Big-name businesses committing to self-consumption
The RE100 initiative is behind this aim. Launched mid-2010s and uniting some 162 companies like Ikea, Walmart, Microsoft and Crédit Agricole, it’s an impressive breeding ground of businesses potentially interested in corporate PPAs. “They’re becoming aware of the active role they must play. At SunMind, we help them with this process,” remarks Maxime. SunMind aims to “release businesses’ and local authorities’ solar potential.” As part of their services, they propose to finance, build and manage solar photovoltaic power plants on corporate clients’ unused property. So what’s in it for these clients? Apart from helping in the fight against climate change, it enables them to directly purchase electricity produced by SunMind at a long-term fixed price, protecting them from volatile energy prices.
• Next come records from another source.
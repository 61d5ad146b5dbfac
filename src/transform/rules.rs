// Reusable rule shapes: regex substitution, line removal, block-scoped rewrite

use regex::{NoExpand, Regex};

use super::{TransformError, TransformRule};

fn compile(rule: &str, pattern: &str) -> Result<Regex, TransformError> {
    Regex::new(pattern).map_err(|source| TransformError::InvalidPattern {
        rule: rule.to_string(),
        source,
    })
}

/// Replace every match of a pattern.
///
/// Idempotence is the caller's responsibility: the replacement must itself match the
/// pattern and map to itself (e.g. `<v>.*?</v>` -> `<v>17</v>`).
#[derive(Debug)]
pub struct RegexReplace {
    name: String,
    pattern: Regex,
    replacement: String,
    expand_groups: bool,
}

impl RegexReplace {
    /// Replacement is inserted verbatim; `$` has no special meaning.
    pub fn literal(name: &str, pattern: &str, replacement: impl Into<String>) -> Result<Self, TransformError> {
        Ok(Self {
            name: name.to_string(),
            pattern: compile(name, pattern)?,
            replacement: replacement.into(),
            expand_groups: false,
        })
    }

    /// Replacement may reference capture groups as `${1}` or `${name}`.
    pub fn with_groups(name: &str, pattern: &str, replacement: impl Into<String>) -> Result<Self, TransformError> {
        Ok(Self {
            name: name.to_string(),
            pattern: compile(name, pattern)?,
            replacement: replacement.into(),
            expand_groups: true,
        })
    }
}

impl TransformRule for RegexReplace {
    fn name(&self) -> &str {
        &self.name
    }

    fn apply(&self, content: &str) -> String {
        if self.expand_groups {
            self.pattern
                .replace_all(content, self.replacement.as_str())
                .into_owned()
        } else {
            self.pattern
                .replace_all(content, NoExpand(&self.replacement))
                .into_owned()
        }
    }
}

/// Drop every line whose text (without its line ending) matches a pattern.
#[derive(Debug)]
pub struct RemoveLines {
    name: String,
    pattern: Regex,
}

impl RemoveLines {
    pub fn new(name: &str, pattern: &str) -> Result<Self, TransformError> {
        Ok(Self {
            name: name.to_string(),
            pattern: compile(name, pattern)?,
        })
    }
}

impl TransformRule for RemoveLines {
    fn name(&self) -> &str {
        &self.name
    }

    fn apply(&self, content: &str) -> String {
        content
            .split_inclusive('\n')
            .filter(|line| !self.pattern.is_match(line.trim_end_matches(['\n', '\r'])))
            .collect()
    }
}

/// Rewrite only the interior of delimited blocks.
///
/// Each `open ... close` block is located, its interior is passed through the inner
/// rules, and the result is spliced back between the untouched delimiters. Text outside
/// every block is copied verbatim. An `open` marker without a matching `close` leaves the
/// remainder of the document untouched.
#[derive(Debug)]
pub struct BlockScoped {
    name: String,
    open: String,
    close: String,
    inner: Vec<Box<dyn TransformRule>>,
}

impl BlockScoped {
    pub fn new(name: &str, open: &str, close: &str) -> Self {
        Self {
            name: name.to_string(),
            open: open.to_string(),
            close: close.to_string(),
            inner: Vec::new(),
        }
    }

    pub fn with_rule(mut self, rule: impl TransformRule + 'static) -> Self {
        self.inner.push(Box::new(rule));
        self
    }
}

impl TransformRule for BlockScoped {
    fn name(&self) -> &str {
        &self.name
    }

    fn apply(&self, content: &str) -> String {
        let mut output = String::with_capacity(content.len());
        let mut rest = content;

        while let Some(start) = rest.find(&self.open) {
            let interior_start = start + self.open.len();
            let Some(len) = rest[interior_start..].find(&self.close) else {
                break;
            };
            let interior_end = interior_start + len;

            let interior = self
                .inner
                .iter()
                .fold(rest[interior_start..interior_end].to_string(), |acc, rule| rule.apply(&acc));

            output.push_str(&rest[..interior_start]);
            output.push_str(&interior);
            output.push_str(&self.close);
            rest = &rest[interior_end + self.close.len()..];
        }

        output.push_str(rest);
        output
    }
}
What’s more, the cost of solar power is falling, enabling several countries to envisage the much-talked-about grid parity, allowing the market to do away with subsidies – marking the end of an era. SunMind is looking to attack this under-developed yet competitive market in Portugal. It’s a first for corporate PPAs in a country where, apart from it having plenty of sunshine, the regulatory landscape is favourable for their development. To ensure their debut project comes successfully to fruition, SunMind is relying on support from its industrial partner, Omexom, who have solid experience when it comes to building photovoltaic power plants. Regulatory frameworks in line with European directives promise to be increasingly favourable towards self-consumption.
As Maxime Varin affirms, the trend for bypassing traditional suppliers to the advantage of cross-sector stakeholders seems inevitable. “The fall in price of solar energy and energy storage technology, the rise in electric vehicles, and also this collective commitment to decarbonising our economy, they all create new business models on which SunMind wants to position itself.”